Ned Ludd faisait partie des ouvriers qualifiés qui formaient une faction radicale connue sous le nom de Luddites. L’opposition luddite à l’industrialisation – la technologisation de l’époque – a commencé à Nottingham et, à partir de 1811, s’est étendue à d’autres régions du pays. En l’espace de cinq ans, elle a provoqué la fusillade des manifestants, la répression judiciaire, la transportation pénale et les exécutions.
Le nom de Ludd est encore utilisé aujourd’hui pour désigner toute personne opposée à l’industrialisation, à l’automatisation, à l’informatisation ou à l’utilisation des nouvelles technologies en général. Ils sont tous susceptibles d’être qualifiés de luddites, en tant qu’opposants irréductibles à la grande marche du progrès. À son époque, la pauvreté était endémique. Les conditions de vie étaient épouvantables. L’Angleterre était en pleine révolution industrielle et en guerre contre Napoléon. Le présent était déjà assez mauvais, mais pour les pauvres analphabètes et privés de leurs droits, il n’était pas irrationnel de craindre un avenir qui n’aurait aucune utilité pour leur travail manuel.
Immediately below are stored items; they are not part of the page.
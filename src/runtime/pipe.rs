// src/runtime/pipe.rs

use std::sync::Arc;

use tokio::sync::{OwnedSemaphorePermit, Semaphore};

use crate::message::Msg;

/// A complete multipart message travelling over a pipe to a connected peer.
///
/// `pipe_id` identifies the connection on both of its ends, so the receiving
/// socket knows which peer the message came from.
#[derive(Debug)]
pub(crate) struct InboundMsg {
  pub pipe_id: usize,
  pub parts: Vec<Msg>,
  /// Send credit held while the message is in flight. Returned to the sender's
  /// SNDHWM budget when the receiver takes the message off its queue.
  credit: Option<OwnedSemaphorePermit>,
}

impl InboundMsg {
  pub fn new(pipe_id: usize, parts: Vec<Msg>) -> Self {
    Self {
      pipe_id,
      parts,
      credit: None,
    }
  }

  /// Total payload bytes across all frames.
  pub fn payload_size(&self) -> usize {
    self.parts.iter().map(Msg::size).sum()
  }
}

/// Sending half of a peer's inbound queue. Cloned into every socket connected
/// to that peer.
pub(crate) type PipeSender = async_channel::Sender<InboundMsg>;

/// In-flight message budget for one direction of a pipe, sized by the sending
/// socket's SNDHWM. `None` when SNDHWM is 0 (no limit).
pub(crate) type PipeCredit = Option<Arc<Semaphore>>;

pub(crate) fn pipe_credit(sndhwm: usize) -> PipeCredit {
  (sndhwm > 0).then(|| Arc::new(Semaphore::new(sndhwm.min(Semaphore::MAX_PERMITS))))
}

/// The writing end of a pipe: the peer's inbound queue plus this direction's
/// SNDHWM budget.
#[derive(Debug, Clone)]
pub(crate) struct PipeWriter {
  tx: PipeSender,
  credit: PipeCredit,
}

impl PipeWriter {
  pub fn new(tx: PipeSender, credit: PipeCredit) -> Self {
    Self { tx, credit }
  }

  /// Hands a message to the peer. Waits for send credit, then for room in the
  /// peer's inbound queue. Gives the message back if the peer has gone away.
  pub async fn send(&self, mut msg: InboundMsg) -> Result<(), InboundMsg> {
    if self.tx.is_closed() {
      return Err(msg);
    }
    if let Some(credit) = &self.credit {
      // The receiving socket closes the semaphore when it shuts down.
      match credit.clone().acquire_owned().await {
        Ok(permit) => msg.credit = Some(permit),
        Err(_) => return Err(msg),
      }
    }
    self.tx.send(msg).await.map_err(|async_channel::SendError(mut returned)| {
      returned.credit = None;
      returned
    })
  }
}
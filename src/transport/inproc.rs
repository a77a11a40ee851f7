// src/transport/inproc.rs

use std::sync::Arc;

use crate::context::InprocBinding;
use crate::error::ZmqError;
use crate::runtime::{pipe_credit, PipeWriter};
use crate::socket::ISocket;

/// Handles binding an inproc endpoint. Registers with the context.
pub(crate) fn bind_inproc(name: String, socket: &Arc<dyn ISocket>) -> Result<(), ZmqError> {
  let core = socket.core();
  core.ensure_open()?;
  let binding = InprocBinding {
    handle: core.handle,
    socket: Arc::downgrade(socket),
  };
  core.context.inner().register_inproc(name.clone(), binding)?;
  tracing::debug!(handle = core.handle, name = %name, "Bound inproc endpoint");
  core.register_bound_name(name);
  Ok(())
}

/// Handles connecting to an inproc endpoint: looks up the binder and attaches
/// a pipe on both sides, each carrying the other's routing id.
pub(crate) fn connect_inproc(name: String, socket: &Arc<dyn ISocket>) -> Result<(), ZmqError> {
  let connector = socket.core();
  connector.ensure_open()?;
  let uri = format!("inproc://{}", name);
  tracing::debug!(handle = connector.handle, name = %name, "Attempting inproc connect");

  let binder_socket = match connector.context.inner().lookup_inproc(&name) {
    Some(s) if !s.core().is_closed() => s,
    _ => {
      tracing::warn!(handle = connector.handle, name = %name, "Inproc lookup failed: Name not bound");
      return Err(ZmqError::ConnectionRefused(uri));
    }
  };
  let binder = binder_socket.core();

  if binder.handle == connector.handle {
    return Err(ZmqError::InvalidArgument(format!(
      "Socket cannot connect to its own endpoint {}",
      uri
    )));
  }
  if !connector.socket_type.is_compatible(binder.socket_type) {
    tracing::warn!(
      connector = %connector.socket_type,
      binder = %binder.socket_type,
      "Incompatible socket types"
    );
    return Err(ZmqError::InvalidSocketType("Peer socket type is incompatible"));
  }
  for side in [connector, binder] {
    if side.socket_type.max_peers().is_some_and(|max| side.peer_count() >= max) {
      return Err(ZmqError::ConnectionRefused(uri));
    }
  }

  let pipe_id = connector.context.inner().next_handle();
  let connector_id = connector.options.read().routing_id.clone();
  let binder_id = binder.options.read().routing_id.clone();

  // Each direction's in-flight budget is the writing side's SNDHWM.
  let to_binder = pipe_credit(connector.options.read().sndhwm);
  let to_connector = pipe_credit(binder.options.read().sndhwm);

  binder.attach_peer(
    binder_socket.as_ref(),
    pipe_id,
    PipeWriter::new(connector.inbound_sender(), to_connector.clone()),
    to_binder.clone(),
    connector_id.as_ref(),
  );
  connector.attach_peer(
    socket.as_ref(),
    pipe_id,
    PipeWriter::new(binder.inbound_sender(), to_binder),
    to_connector,
    binder_id.as_ref(),
  );

  tracing::debug!(
    connector = connector.handle,
    binder = binder.handle,
    pipe_id,
    name = %name,
    "Inproc pipe established"
  );
  Ok(())
}
// src/proxy/poll.rs

use crate::error::ZmqError;
use crate::proxy::Endpoint;

use bitflags::bitflags;
use futures::future::{select_all, BoxFuture, FutureExt};
use std::fmt;
use std::time::Duration;

bitflags! {
  /// Readiness events requested from, and reported by, `poll`.
  #[derive(Debug, Clone, Copy, PartialEq, Eq, Hash, Default)]
  pub struct PollEvents: u8 {
    /// At least one frame can be received without waiting.
    const POLLIN = 0b0000_0001;
    /// The endpoint failed while being waited on. Reported only.
    const POLLERR = 0b0000_0100;
  }
}

/// One endpoint in a poll set.
pub struct PollItem<'a> {
  endpoint: &'a dyn Endpoint,
  events: PollEvents,
  revents: PollEvents,
  error: Option<ZmqError>,
}

impl<'a> PollItem<'a> {
  pub fn new(endpoint: &'a dyn Endpoint, events: PollEvents) -> Self {
    Self {
      endpoint,
      events,
      revents: PollEvents::empty(),
      error: None,
    }
  }

  /// Shorthand for a `POLLIN` item.
  pub fn readable(endpoint: &'a dyn Endpoint) -> Self {
    Self::new(endpoint, PollEvents::POLLIN)
  }

  pub fn endpoint(&self) -> &'a dyn Endpoint {
    self.endpoint
  }

  /// Events reported by the last `poll`.
  pub fn revents(&self) -> PollEvents {
    self.revents
  }

  pub fn is_readable(&self) -> bool {
    self.revents.contains(PollEvents::POLLIN)
  }

  pub fn has_error(&self) -> bool {
    self.revents.contains(PollEvents::POLLERR)
  }

  /// Takes the error behind a `POLLERR` event.
  pub fn take_error(&mut self) -> Option<ZmqError> {
    self.error.take()
  }

  fn reset(&mut self) {
    self.revents = PollEvents::empty();
    self.error = None;
  }

  fn wants_input(&self) -> bool {
    self.events.contains(PollEvents::POLLIN)
  }

  fn scan(&mut self) -> bool {
    if self.wants_input() && !self.has_error() && self.endpoint.has_frame() {
      self.revents.insert(PollEvents::POLLIN);
    }
    !self.revents.is_empty()
  }
}

impl fmt::Debug for PollItem<'_> {
  fn fmt(&self, f: &mut fmt::Formatter<'_>) -> fmt::Result {
    f.debug_struct("PollItem")
      .field("endpoint", &self.endpoint.id())
      .field("events", &self.events)
      .field("revents", &self.revents)
      .field("error", &self.error)
      .finish()
  }
}

/// Waits until at least one item has an event or `timeout` elapses.
///
/// Returns the number of items with events (0 on timeout). `None` waits
/// indefinitely and `Some(Duration::ZERO)` never waits. An endpoint whose
/// `readable` fails is reported with `POLLERR` and its error kept on the item.
pub async fn poll(items: &mut [PollItem<'_>], timeout: Option<Duration>) -> Result<usize, ZmqError> {
  if !items.iter().any(PollItem::wants_input) {
    return Err(ZmqError::InvalidArgument("poll requires at least one item with events".into()));
  }
  for item in items.iter_mut() {
    item.reset();
  }

  let ready = scan_all(items);
  if ready > 0 || timeout == Some(Duration::ZERO) {
    return Ok(ready);
  }

  let waiters: Vec<BoxFuture<'_, (usize, Result<(), ZmqError>)>> = items
    .iter()
    .enumerate()
    .filter(|(_, item)| item.wants_input())
    .map(|(idx, item)| {
      let endpoint = item.endpoint;
      async move { (idx, endpoint.readable().await) }.boxed()
    })
    .collect();

  let first = match timeout {
    None => Some(select_all(waiters).await.0),
    Some(limit) => tokio::time::timeout(limit, select_all(waiters)).await.ok().map(|(out, ..)| out),
  };
  let Some((idx, outcome)) = first else {
    return Ok(0);
  };

  if let Err(e) = outcome {
    tracing::debug!(endpoint = items[idx].endpoint.id(), error = %e, "Poll item failed");
    items[idx].revents.insert(PollEvents::POLLERR);
    items[idx].error = Some(e);
  }
  // The woken endpoint has staged its frame, so the scan reports it too.
  Ok(scan_all(items))
}

fn scan_all(items: &mut [PollItem<'_>]) -> usize {
  items.iter_mut().map(PollItem::scan).filter(|ready| *ready).count()
}
// src/transport/mod.rs

//! Endpoint parsing and the transports sockets bind and connect over.
//! Only `inproc://` is implemented; `tcp://` and `ipc://` parse but are refused.

pub(crate) mod endpoint;
pub(crate) mod inproc;

use crate::error::ZmqError;
use crate::socket::ISocket;
use endpoint::{parse_endpoint, EndpointAddr};
use std::sync::Arc;

pub(crate) fn bind(endpoint: &str, socket: &Arc<dyn ISocket>) -> Result<(), ZmqError> {
  match parse_endpoint(endpoint)? {
    EndpointAddr::Inproc(name) => inproc::bind_inproc(name, socket),
    other => unsupported(endpoint, &other),
  }
}

pub(crate) fn connect(endpoint: &str, socket: &Arc<dyn ISocket>) -> Result<(), ZmqError> {
  match parse_endpoint(endpoint)? {
    EndpointAddr::Inproc(name) => inproc::connect_inproc(name, socket),
    other => unsupported(endpoint, &other),
  }
}

fn unsupported(endpoint: &str, addr: &EndpointAddr) -> Result<(), ZmqError> {
  tracing::warn!(endpoint, scheme = addr.scheme(), "Transport not available");
  Err(ZmqError::UnsupportedTransport(endpoint.to_string()))
}
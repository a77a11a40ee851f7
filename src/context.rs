// src/context.rs

use crate::error::ZmqError;
use crate::socket::{self, ISocket, Socket, SocketType};

use std::collections::HashMap;
use std::fmt;
use std::sync::atomic::{AtomicBool, AtomicUsize, Ordering};
use std::sync::{Arc, Weak};

use parking_lot::RwLock;

/// Information stored in the inproc registry for a bound endpoint.
#[derive(Clone)]
pub(crate) struct InprocBinding {
  /// Handle of the socket that bound the name.
  pub(crate) handle: usize,
  pub(crate) socket: Weak<dyn ISocket>,
}

impl fmt::Debug for InprocBinding {
  fn fmt(&self, f: &mut fmt::Formatter<'_>) -> fmt::Result {
    f.debug_struct("InprocBinding").field("handle", &self.handle).finish()
  }
}

/// Holds the internal state shared by multiple Context handles.
pub(crate) struct ContextInner {
  /// Next available unique handle ID for sockets and pipes.
  next_handle: AtomicUsize,
  /// Live sockets created by this context. Weak so that dropping every
  /// `Socket` handle frees the socket.
  sockets: RwLock<HashMap<usize, Weak<dyn ISocket>>>,
  /// Registry for in-process bindings. Key is the inproc address name.
  inproc_registry: RwLock<HashMap<String, InprocBinding>>,
  terminated: AtomicBool,
}

impl ContextInner {
  fn new() -> Self {
    Self {
      next_handle: AtomicUsize::new(1),
      sockets: RwLock::new(HashMap::new()),
      inproc_registry: RwLock::new(HashMap::new()),
      terminated: AtomicBool::new(false),
    }
  }

  /// Generates the next unique handle ID.
  pub(crate) fn next_handle(&self) -> usize {
    // Relaxed ordering is sufficient for a simple counter
    self.next_handle.fetch_add(1, Ordering::Relaxed)
  }

  pub(crate) fn is_terminated(&self) -> bool {
    self.terminated.load(Ordering::Acquire)
  }

  fn register_socket(&self, handle: usize, socket: &Arc<dyn ISocket>) {
    self.sockets.write().insert(handle, Arc::downgrade(socket));
    tracing::debug!(socket_handle = handle, "Socket registered");
  }

  /// Unregisters a socket, typically when it closes.
  pub(crate) fn unregister_socket(&self, handle: usize) {
    if self.sockets.write().remove(&handle).is_some() {
      tracing::debug!(socket_handle = handle, "Socket unregistered");
    }
  }

  pub(crate) fn register_inproc(&self, name: String, binding: InprocBinding) -> Result<(), ZmqError> {
    let mut registry = self.inproc_registry.write();
    // A binding whose socket was dropped without close() no longer holds the name.
    if let Some(existing) = registry.get(&name) {
      if existing.socket.strong_count() > 0 {
        return Err(ZmqError::AddrInUse(format!("inproc://{}", name)));
      }
    }
    tracing::debug!(inproc_name = %name, handle = binding.handle, "Registering inproc binding");
    registry.insert(name, binding);
    Ok(())
  }

  /// Removes a binding, but only if it still belongs to `handle`.
  pub(crate) fn unregister_inproc(&self, name: &str, handle: usize) {
    let mut registry = self.inproc_registry.write();
    if registry.get(name).is_some_and(|b| b.handle == handle) {
      registry.remove(name);
      tracing::debug!(inproc_name = %name, handle, "Unregistered inproc binding");
    }
  }

  /// The live socket bound to `name`, if any.
  pub(crate) fn lookup_inproc(&self, name: &str) -> Option<Arc<dyn ISocket>> {
    self.inproc_registry.read().get(name)?.socket.upgrade()
  }

  /// Closes every socket created by this context. Idempotent.
  fn shutdown(&self) {
    if self.terminated.swap(true, Ordering::AcqRel) {
      tracing::debug!("Context shutdown already initiated.");
      return;
    }
    let live: Vec<Arc<dyn ISocket>> = self.sockets.read().values().filter_map(Weak::upgrade).collect();
    tracing::info!(sockets = live.len(), "Context shutdown initiated.");
    for socket in live {
      socket.core().close();
    }
    self.sockets.write().clear();
    self.inproc_registry.write().clear();
  }
}

impl fmt::Debug for ContextInner {
  fn fmt(&self, f: &mut fmt::Formatter<'_>) -> fmt::Result {
    f.debug_struct("ContextInner")
      .field("sockets", &self.sockets.read().len())
      .field("inproc_bindings", &self.inproc_registry.read().len())
      .field("terminated", &self.is_terminated())
      .finish()
  }
}

/// A handle to a context, which owns the inproc namespace shared by its sockets.
/// Contexts are cloneable and thread-safe.
#[derive(Clone)]
pub struct Context {
  inner: Arc<ContextInner>,
}

impl Context {
  /// Creates a new, independent context.
  pub fn new() -> Result<Self, ZmqError> {
    tracing::debug!("Creating new Context");
    Ok(Self {
      inner: Arc::new(ContextInner::new()),
    })
  }

  /// Creates a socket of the specified type associated with this context.
  pub fn socket(&self, socket_type: SocketType) -> Result<Socket, ZmqError> {
    if self.inner.is_terminated() {
      return Err(ZmqError::InvalidState("Context has been terminated"));
    }
    let handle = self.inner.next_handle();
    tracing::debug!(socket_type = ?socket_type, handle = handle, "Creating socket");
    let socket_impl = socket::create_socket(handle, self.clone(), socket_type);
    self.inner.register_socket(handle, &socket_impl);
    Ok(Socket::new(socket_impl))
  }

  /// Closes every socket created by this context. Operations pending on those
  /// sockets fail with `SocketClosed`; new sockets can no longer be created.
  pub async fn shutdown(&self) -> Result<(), ZmqError> {
    self.inner.shutdown();
    Ok(())
  }

  /// Shuts down all sockets. Consumes the Context handle.
  pub async fn term(self) -> Result<(), ZmqError> {
    self.inner.shutdown();
    tracing::info!("Context terminated.");
    Ok(())
  }

  pub(crate) fn inner(&self) -> &Arc<ContextInner> {
    &self.inner
  }
}

impl fmt::Debug for Context {
  fn fmt(&self, f: &mut fmt::Formatter<'_>) -> fmt::Result {
    f.debug_struct("Context").finish_non_exhaustive()
  }
}

/// Creates a new library context.
pub fn context() -> Result<Context, ZmqError> {
  Context::new()
}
Lord Byron a pris la défense des luddites. Décrivant leur sentiment d’impuissance et de dénuement, il déclare à la Chambre des Lords en 1812 qu’il s’est rendu dans « certaines des provinces les plus opprimées de Turquie ; mais jamais, sous le plus despotique des gouvernements infidèles, je n’ai vu une misère aussi sordide que celle que j’ai vue depuis mon retour, au cœur même d’un pays chrétien« .
L’opinion publique se méfiait profondément des propriétaires d’usines, des riches et des classes politiques qui n’avaient rien à voir avec les conditions de vie décrites par Byron au Parlement. Deux siècles plus tard, les élites politiques d’aujourd’hui semblent souvent aussi détachées des conséquences de la technologisation de la société, qui se produit à un rythme époustouflant.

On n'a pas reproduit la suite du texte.